Professor S. N. Christie, 1888 Eastman Business College

Professor S. N. Christie, 1888 Eastman Business College

I like a lot of solid evidence, any historian does, so this makes me nervous. Prof. S. N. Christie, of the 1888 Eastman Business College, pictured here, is probably the man I will describe below. His identity hinges on one census record that describes the man in my hypothesis. He is also the only man that comes up – there were not a plethora of S. N. Christies in Poughkeepsie. So, assuming my hypothesis is right, this is likely your guy.

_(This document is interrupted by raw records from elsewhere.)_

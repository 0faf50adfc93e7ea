use crate::infra::{in_memory_marketplace, parse_amount, parse_hire_policy, MemoryMarketplace};
use chrono::{Duration, NaiveDate, NaiveTime, Utc};
use clap::Args;
use housekeep::config::MarketplaceConfig;
use housekeep::error::AppError;
use housekeep::marketplace::memory::ManualClock;
use housekeep::marketplace::{
    AdminId, ApplicationDraft, Budget, DocumentKind, DocumentUpload, Frequency, HirePolicy,
    JobPostDraft, JobSchedule, JobSearch, PostOrder, ProviderId, RateUnit, RequesterId,
    ReviewDecision, ServiceDraft, WeeklyAvailability, Weekday,
};
use rust_decimal::Decimal;
use std::collections::{BTreeMap, BTreeSet};
use std::sync::Arc;

#[derive(Args, Debug, Default)]
pub(crate) struct DemoArgs {
    /// What happens to other applicants on hire (leave_pending or reject_others).
    #[arg(long, value_parser = parse_hire_policy)]
    pub(crate) hire_policy: Option<HirePolicy>,
    /// Budget ceiling applied when the provider browses the job board.
    #[arg(long, value_parser = parse_amount)]
    pub(crate) budget_max: Option<Decimal>,
    /// Location keyword applied when the provider browses the job board.
    #[arg(long)]
    pub(crate) location: Option<String>,
}

pub(crate) fn run_demo(args: DemoArgs) -> Result<(), AppError> {
    let DemoArgs {
        hire_policy,
        budget_max,
        location,
    } = args;

    let config = MarketplaceConfig {
        hire_policy: hire_policy.unwrap_or_default(),
        ..MarketplaceConfig::default()
    };
    let clock = ManualClock::starting_at(Utc::now());
    let market = in_memory_marketplace(&config, Arc::new(clock.clone()));
    let today = Utc::now().date_naive();

    let rhea = RequesterId::new("rhea");
    let admin = AdminId::new("ops-admin");

    println!("Housekeep marketplace demo");
    println!("Hire policy: {}", config.hire_policy.label());

    println!("\nRequester publishes job posts");
    let drafts = [
        one_time_job("Move-out deep clean", "Makati City", 2500, today + Duration::days(3)),
        one_time_job("Post-party cleanup", "Makati City", 6000, today + Duration::days(1)),
        recurring_job("Weekly cook and laundry", "Quezon City", today + Duration::days(7)),
    ];
    let mut posts = Vec::with_capacity(drafts.len());
    for draft in drafts {
        clock.advance(Duration::minutes(1));
        let post = market.posts.create(&rhea, draft)?;
        println!(
            "  {} | {} | {} | budget ceiling {}",
            post.id,
            post.title,
            post.location,
            post.budget
                .ceiling()
                .map(|amount| amount.to_string())
                .unwrap_or_else(|| "open".to_string())
        );
        posts.push(post);
    }
    let target = posts[0].id.clone();

    println!("\nProvider onboarding");
    let maria = ProviderId::new("maria");
    match market.applications.apply(&maria, &target, pitch(today)) {
        Ok(application) => println!("  Unexpectedly accepted {}", application.id),
        Err(err) => println!("  Before upload: {err}"),
    }

    clock.advance(Duration::minutes(5));
    upload_id(&market, &maria, "id-blurry.jpg")?;
    clock.advance(Duration::minutes(5));
    market.eligibility.review_documents(
        &admin,
        &maria,
        ReviewDecision::Rejected,
        Some("ID photo is unreadable".to_string()),
    )?;
    print_verdict(&market, &maria)?;

    clock.advance(Duration::minutes(5));
    upload_id(&market, &maria, "id-clear.jpg")?;
    print_verdict(&market, &maria)?;

    clock.advance(Duration::minutes(5));
    market
        .eligibility
        .review_documents(&admin, &maria, ReviewDecision::Approved, None)?;
    print_verdict(&market, &maria)?;

    let joy = ProviderId::new("joy");
    upload_id(&market, &joy, "joy-id.jpg")?;
    clock.advance(Duration::minutes(1));
    market
        .eligibility
        .review_documents(&admin, &joy, ReviewDecision::Approved, None)?;

    println!("\nJob board for {maria}");
    let search = JobSearch {
        location,
        budget_max,
        order: PostOrder::SoonestStartDate,
        ..JobSearch::default()
    };
    for view in market.board.open_posts(&maria, &search)? {
        println!(
            "  {} | {} | starts {} | {} applicant(s)",
            view.id,
            view.title,
            view.schedule
                .start_date()
                .map(|date| date.to_string())
                .unwrap_or_else(|| "unscheduled".to_string()),
            view.applicant_count
        );
    }

    println!("\nApplications");
    clock.advance(Duration::minutes(1));
    let chosen = market.applications.apply(&maria, &target, pitch(today))?;
    println!("  {maria} applied to {target} as {}", chosen.id);
    clock.advance(Duration::minutes(1));
    let other = market.applications.apply(&joy, &target, pitch(today))?;
    println!("  {joy} applied to {target} as {}", other.id);
    if let Err(err) = market.applications.apply(&maria, &target, pitch(today)) {
        println!("  Second attempt by {maria}: {err}");
    }

    println!("\nHiring");
    clock.advance(Duration::minutes(1));
    let outcome = market.applications.accept(&rhea, &target, &chosen.id)?;
    println!(
        "  Hired {} on {}; post is now {}",
        outcome.hired.provider_id,
        target,
        outcome.post.status.label()
    );
    if !outcome.rejected.is_empty() {
        println!("  Closed out {} other applicant(s)", outcome.rejected.len());
    }
    if let Err(err) = market.applications.accept(&rhea, &target, &other.id) {
        println!("  Accepting {joy} as well: {err}");
    }
    for view in market.applications.my_applications(&joy)? {
        println!(
            "  {joy} sees {} on '{}' ({})",
            view.application.status.label(),
            view.job_title,
            view.job_status.label()
        );
    }

    println!("\nRequester dashboard");
    for view in market.posts.list_my_posts(&rhea, None, PostOrder::MostApplicants)? {
        println!(
            "  {} | {} | {} active applicant(s)",
            view.post.title,
            view.post.status.label(),
            view.active_applicant_count
        );
    }

    println!("\nService catalog");
    let service = market.catalog.create(&maria, cleaning_service())?;
    println!("  {maria} published {} ({})", service.title, service.id);
    market
        .eligibility
        .set_account_status(&admin, &maria, false, Some("Pending dispute".to_string()))?;
    match market
        .catalog
        .update(&maria, &service.id, cleaning_service())
    {
        Ok(_) => println!("  Update unexpectedly allowed"),
        Err(err) => println!("  Update after account was disabled: {err}"),
    }
    let hidden = market
        .catalog
        .set_availability(&maria, &service.id, false)?;
    println!(
        "  Availability toggle still works: is_available = {}",
        hidden.is_available
    );

    Ok(())
}

fn upload_id(
    market: &MemoryMarketplace,
    provider: &ProviderId,
    name: &str,
) -> Result<(), AppError> {
    let documents = market.eligibility.submit_documents(
        provider,
        DocumentKind::IdentificationCard,
        vec![DocumentUpload {
            name: name.to_string(),
            storage_key: format!("uploads/{provider}/{name}"),
        }],
    )?;
    println!("  {provider} uploaded {name}: documents {}", documents.status.label());
    Ok(())
}

fn print_verdict(market: &MemoryMarketplace, provider: &ProviderId) -> Result<(), AppError> {
    let verdict = market.eligibility.verdict(provider)?;
    println!(
        "  {provider}: {}{}",
        verdict.status.guidance(),
        verdict
            .reason
            .map(|reason| format!(" ({reason})"))
            .unwrap_or_default()
    );
    Ok(())
}

fn nine_am() -> NaiveTime {
    NaiveTime::from_hms_opt(9, 0, 0).unwrap_or_default()
}

fn one_time_job(title: &str, location: &str, amount: i64, date: NaiveDate) -> JobPostDraft {
    JobPostDraft {
        title: title.to_string(),
        description: format!("{title} for a two-bedroom condo unit"),
        location: location.to_string(),
        skills: vec!["Deep cleaning".to_string(), "Organizing".to_string()],
        schedule: JobSchedule::OneTime {
            date,
            time: nine_am(),
        },
        budget: Budget::Fixed {
            amount: Decimal::new(amount, 0),
            rate: RateUnit::PerJob,
        },
    }
}

fn recurring_job(title: &str, location: &str, starts_on: NaiveDate) -> JobPostDraft {
    JobPostDraft {
        title: title.to_string(),
        description: "Meal prep and laundry for a family of four".to_string(),
        location: location.to_string(),
        skills: vec!["Cooking".to_string(), "Laundry".to_string()],
        schedule: JobSchedule::Recurring {
            days: BTreeSet::from([Weekday::Tuesday, Weekday::Friday]),
            frequency: Frequency::Weekly,
            time: nine_am(),
            starts_on: Some(starts_on),
        },
        budget: Budget::Range {
            min: Decimal::new(800, 0),
            max: None,
            rate: RateUnit::Daily,
        },
    }
}

fn pitch(today: NaiveDate) -> ApplicationDraft {
    ApplicationDraft {
        cover_message: "Experienced with condo move-outs; I bring my own supplies.".to_string(),
        proposed_rate: Decimal::new(2400, 0),
        experience: Some("6 years".to_string()),
        availability: BTreeMap::from([(Weekday::Saturday, true), (Weekday::Sunday, true)]),
        requested_start: today + Duration::days(3),
    }
}

fn cleaning_service() -> ServiceDraft {
    ServiceDraft {
        title: "Condo deep cleaning".to_string(),
        category: "Cleaning".to_string(),
        tags: vec!["deep clean".to_string(), "move-out".to_string()],
        description: "Kitchen, bathrooms, and floors in one visit".to_string(),
        location: "Makati City".to_string(),
        availability: WeeklyAvailability {
            days: BTreeSet::from([Weekday::Monday, Weekday::Wednesday, Weekday::Saturday]),
            start_time: NaiveTime::from_hms_opt(8, 0, 0).unwrap_or_default(),
            end_time: NaiveTime::from_hms_opt(17, 0, 0).unwrap_or_default(),
        },
        price: Decimal::new(1800, 0),
        contact_number: "+63 917 555 0101".to_string(),
        image: None,
    }
}

#[cfg(test)]
mod tests {
    use super::*;

    #[test]
    fn demo_runs_with_defaults() {
        run_demo(DemoArgs::default()).expect("demo completes");
    }

    #[test]
    fn demo_runs_with_cascade_and_filters() {
        run_demo(DemoArgs {
            hire_policy: Some(HirePolicy::RejectOthers),
            budget_max: Some(Decimal::new(3000, 0)),
            location: Some("makati".to_string()),
        })
        .expect("demo completes");
    }
}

S. N. is Samuel N. Christie. Born in 1849 in Maine – although his birthplace appears as PA once and NY once, other than than ME it is! The census record I’m placing all my hope on is the 1880 Poughkeepsie, Dutchess county, New York federal census. This is the closest federal census to the date of the class photo and unfortunately the 1892 NY census records don’t extend to Dutchess county. In 1880 Mr. Christie is about 30 living with his wife Rosella and two small children Mabel and Frederick. And here’s the real hinge, he’s listed as a teacher. Ok, good possibility!

Unfortunately “Professor” Christie had a change of heart at some point and became an insurance salesman. EVERY OTHER document he appears in have his occupation listed as Insurance agent or salesman – son Harvey went into the biz too. Samuel died in 1923 in Connecticut, as did much of his family, daughter Mabel, son-in-law Henry, wife Rosella, probably his son’s but I couldn’t confirm that.

So there it is, my weak argument – I’m hopeful a family member can shed light on him and confirm the identity.